- **Description of the task**: Among the entries below, how many lines have the string "usize" in them? Only the number should be given.

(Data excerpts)
= = = = = = =
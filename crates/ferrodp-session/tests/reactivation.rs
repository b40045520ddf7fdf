//! Deactivation-reactivation: a Server Deactivate All returns the session to
//! capability exchange; a subsequent Demand Active, finalization and Font Map
//! bring it back to the active state, firing the resize callback exactly once
//! when the desktop size changed.

use std::borrow::Cow;

use ferrodp_connector::connection_activation::ConnectionActivationSequence;
use ferrodp_connector::{
    BitmapCacheConfig, Config, ConnectionResult, Credentials, DesktopSize,
};
use ferrodp_core::encode_vec;
use ferrodp_pdu::gcc::EncryptionMethod;
use ferrodp_pdu::mcs::{SendDataIndication, GLOBAL_CHANNEL_ID};
use ferrodp_pdu::rdp::capability_sets::{
    Bitmap, BitmapDrawingFlags, CapabilitySet, DemandActive, General, MajorPlatformType, ServerDemandActive,
    SERVER_CHANNEL_ID,
};
use ferrodp_pdu::rdp::client_info::{CompressionType, PerformanceFlags};
use ferrodp_pdu::rdp::finalization_messages::{ControlAction, ControlPdu, FontPdu, SynchronizePdu};
use ferrodp_pdu::rdp::headers::{
    CompressionFlags, ServerDeactivateAll, ShareControlHeader, ShareControlPdu, ShareDataHeader, ShareDataPdu,
    StreamPriority,
};
use ferrodp_pdu::x224::X224;
use ferrodp_session::{ActiveStage, ActiveStageOutput, UpdateHandler};

const USER_CHANNEL_ID: u16 = 1004;
const SHARE_ID: u32 = 0x0001_000A;

#[derive(Default)]
struct RecordingHandler {
    resizes: Vec<(u16, u16)>,
    surface_switches: usize,
}

impl UpdateHandler for RecordingHandler {
    fn desktop_resize(&mut self, width: u16, height: u16) {
        self.resizes.push((width, height));
    }

    fn switch_surface(&mut self) {
        self.surface_switches += 1;
    }
}

fn test_config() -> Config {
    Config {
        hostname: "server.example".to_owned(),
        port: 3389,
        credentials: Credentials {
            username: "jdoe".to_owned(),
            password: "hunter2".to_owned(),
            domain: None,
        },
        password_cookie: None,
        rdp_security: false,
        tls_security: true,
        nla_security: false,
        encryption_methods: EncryptionMethod::empty(),
        secure_checksum: false,
        desktop_size: DesktopSize {
            width: 1024,
            height: 768,
        },
        color_depth: 32,
        compression: false,
        bitmap_cache: BitmapCacheConfig::default(),
        performance_flags: PerformanceFlags::empty(),
        client_time_zone: None,
        ip_address: None,
        ipv6: false,
        client_hostname: "testbox".to_owned(),
        client_dir: "C:\\".to_owned(),
        client_build: 2600,
        keyboard_layout: 0x409,
        keyboard_subtype: 0,
        keyboard_functional_keys_count: 12,
        ime_file_name: String::new(),
        dig_product_id: String::new(),
        platform: MajorPlatformType::Unix,
        autologon: false,
        remote_app: false,
        console_audio: false,
        channels: Vec::new(),
        redirected_session_id: 0,
        reconnect_cookie: None,
        deactivate_client_decoding: false,
        request_data: None,
    }
}

fn stage(handler: &mut dyn UpdateHandler) -> ActiveStage {
    let config = test_config();
    let result = ConnectionResult {
        io_channel_id: GLOBAL_CHANNEL_ID,
        user_channel_id: USER_CHANNEL_ID,
        static_channels: Vec::new(),
        desktop_size: config.desktop_size,
        share_id: SHARE_ID,
        security: None,
        connection_activation: ConnectionActivationSequence::new(
            config.clone(),
            GLOBAL_CHANNEL_ID,
            USER_CHANNEL_ID,
            Vec::new(),
        ),
    };

    ActiveStage::new(result, &config, handler)
}

fn io_frame(user_data: Vec<u8>) -> Vec<u8> {
    encode_vec(&X224(SendDataIndication {
        initiator_id: USER_CHANNEL_ID,
        channel_id: GLOBAL_CHANNEL_ID,
        user_data: Cow::Owned(user_data),
    }))
    .unwrap()
}

fn deactivate_all_frame() -> Vec<u8> {
    let header = ShareControlHeader {
        share_control_pdu: ShareControlPdu::ServerDeactivateAll(ServerDeactivateAll),
        pdu_source: SERVER_CHANNEL_ID,
        share_id: SHARE_ID,
    };
    io_frame(encode_vec(&header).unwrap())
}

fn demand_active_frame(width: u16, height: u16) -> Vec<u8> {
    let header = ShareControlHeader {
        share_control_pdu: ShareControlPdu::ServerDemandActive(ServerDemandActive {
            pdu: DemandActive {
                source_descriptor: "RDP".to_owned(),
                capability_sets: vec![
                    CapabilitySet::General(General::default()),
                    CapabilitySet::Bitmap(Bitmap {
                        pref_bits_per_pix: 32,
                        desktop_width: width,
                        desktop_height: height,
                        desktop_resize_flag: true,
                        drawing_flags: BitmapDrawingFlags::ALLOW_SKIP_ALPHA,
                    }),
                ],
            },
        }),
        pdu_source: SERVER_CHANNEL_ID,
        share_id: SHARE_ID,
    };
    io_frame(encode_vec(&header).unwrap())
}

fn share_data_frame(pdu: ShareDataPdu) -> Vec<u8> {
    let header = ShareControlHeader {
        share_control_pdu: ShareControlPdu::Data(ShareDataHeader {
            share_data_pdu: pdu,
            stream_priority: StreamPriority::Medium,
            compression_flags: CompressionFlags::empty(),
            compression_type: CompressionType::K8,
        }),
        pdu_source: SERVER_CHANNEL_ID,
        share_id: SHARE_ID,
    };
    io_frame(encode_vec(&header).unwrap())
}

#[test]
fn deactivation_reactivation_with_resize() {
    let mut handler = RecordingHandler::default();
    let mut stage = stage(&mut handler);

    // The initial activation already switched surfaces once.
    assert_eq!(handler.surface_switches, 1);

    // Active -> Capability
    let outputs = stage.process(&deactivate_all_frame(), &mut handler).unwrap();
    assert!(outputs.is_empty());
    assert!(stage.is_reactivating());

    // Capability: the new Demand Active carries a different desktop size.
    let outputs = stage.process(&demand_active_frame(1280, 1024), &mut handler).unwrap();
    // Confirm Active plus the client finalization batch go out.
    assert!(outputs
        .iter()
        .all(|output| matches!(output, ActiveStageOutput::ResponseFrame(_))));
    assert!(!outputs.is_empty());
    assert!(stage.is_reactivating());
    assert_eq!(handler.resizes.len(), 0);

    // Finalization: server synchronize, cooperate, granted control, font map.
    for frame in [
        share_data_frame(ShareDataPdu::Synchronize(SynchronizePdu { target_user_id: 0 })),
        share_data_frame(ShareDataPdu::Control(ControlPdu {
            action: ControlAction::Cooperate,
            grant_id: 0,
            control_id: 0,
        })),
        share_data_frame(ShareDataPdu::Control(ControlPdu {
            action: ControlAction::GrantedControl,
            grant_id: USER_CHANNEL_ID,
            control_id: u32::from(SERVER_CHANNEL_ID),
        })),
    ] {
        stage.process(&frame, &mut handler).unwrap();
        assert!(stage.is_reactivating());
    }

    stage
        .process(&share_data_frame(ShareDataPdu::FontMap(FontPdu::default())), &mut handler)
        .unwrap();

    assert!(!stage.is_reactivating());
    assert_eq!(handler.resizes, vec![(1280, 1024)]);
    assert_eq!(handler.surface_switches, 2);
    assert_eq!(stage.desktop_size().width, 1280);
}

#[test]
fn reactivation_without_size_change_fires_no_resize() {
    let mut handler = RecordingHandler::default();
    let mut stage = stage(&mut handler);

    stage.process(&deactivate_all_frame(), &mut handler).unwrap();
    stage.process(&demand_active_frame(1024, 768), &mut handler).unwrap();

    for frame in [
        share_data_frame(ShareDataPdu::Synchronize(SynchronizePdu { target_user_id: 0 })),
        share_data_frame(ShareDataPdu::Control(ControlPdu {
            action: ControlAction::Cooperate,
            grant_id: 0,
            control_id: 0,
        })),
        share_data_frame(ShareDataPdu::Control(ControlPdu {
            action: ControlAction::GrantedControl,
            grant_id: USER_CHANNEL_ID,
            control_id: u32::from(SERVER_CHANNEL_ID),
        })),
        share_data_frame(ShareDataPdu::FontMap(FontPdu::default())),
    ] {
        stage.process(&frame, &mut handler).unwrap();
    }

    assert!(!stage.is_reactivating());
    assert!(handler.resizes.is_empty());
    assert_eq!(handler.surface_switches, 2);
}

#[test]
fn input_events_encode_into_a_frame() {
    use ferrodp_pdu::input::{InputEvent, MouseEvent, PointerFlags};

    let mut handler = RecordingHandler::default();
    let mut stage = stage(&mut handler);
    let frame = stage
        .encode_input_events(vec![InputEvent::Mouse(MouseEvent {
            flags: PointerFlags::MOVE,
            x_position: 10,
            y_position: 20,
        })])
        .unwrap();

    // TPKT framed, X.224 data, MCS send data request.
    assert_eq!(frame[0], 0x03);
    assert!(frame.len() > 20);
}
use ferrodp_core::{ensure_fixed_part_size, DecodeResult, EncodeResult, ReadCursor, WriteCursor};

/// A rectangle with inclusive bounds, as used by the TS_RECTANGLE16 wire
/// structure and by the raster primitives.
#[derive(Debug, Default, Copy, Clone, PartialEq, Eq)]
pub struct InclusiveRectangle {
    pub left: u16,
    pub top: u16,
    pub right: u16,
    pub bottom: u16,
}

impl InclusiveRectangle {
    pub const NAME: &'static str = "InclusiveRectangle";

    pub const FIXED_PART_SIZE: usize = 4 * 2;

    pub fn width(&self) -> u16 {
        self.right - self.left + 1
    }

    pub fn height(&self) -> u16 {
        self.bottom - self.top + 1
    }

    pub fn union(&self, other: &Self) -> Self {
        Self {
            left: self.left.min(other.left),
            top: self.top.min(other.top),
            right: self.right.max(other.right),
            bottom: self.bottom.max(other.bottom),
        }
    }

    pub fn intersect(&self, other: &Self) -> Option<Self> {
        let result = Self {
            left: self.left.max(other.left),
            top: self.top.max(other.top),
            right: self.right.min(other.right),
            bottom: self.bottom.min(other.bottom),
        };

        (result.left <= result.right && result.top <= result.bottom).then_some(result)
    }

    pub fn encode(&self, dst: &mut WriteCursor<'_>) -> EncodeResult<()> {
        ensure_fixed_part_size!(in: dst);

        dst.write_u16(self.left);
        dst.write_u16(self.top);
        dst.write_u16(self.right);
        dst.write_u16(self.bottom);

        Ok(())
    }

    pub fn decode(src: &mut ReadCursor<'_>) -> DecodeResult<Self> {
        ensure_fixed_part_size!(in: src);

        let left = src.read_u16();
        let top = src.read_u16();
        let right = src.read_u16();
        let bottom = src.read_u16();

        Ok(Self {
            left,
            top,
            right,
            bottom,
        })
    }
}

#[cfg(test)]
mod tests {
    use super::*;

    #[test]
    fn intersection_is_empty_for_disjoint_rectangles() {
        let a = InclusiveRectangle {
            left: 0,
            top: 0,
            right: 9,
            bottom: 9,
        };
        let b = InclusiveRectangle {
            left: 10,
            top: 10,
            right: 19,
            bottom: 19,
        };
        assert_eq!(a.intersect(&b), None);

        let c = InclusiveRectangle {
            left: 5,
            top: 5,
            right: 14,
            bottom: 14,
        };
        let i = a.intersect(&c).unwrap();
        assert_eq!((i.left, i.top, i.right, i.bottom), (5, 5, 9, 9));
    }
}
= = = = = = =
- **Reply to the exercise**: 2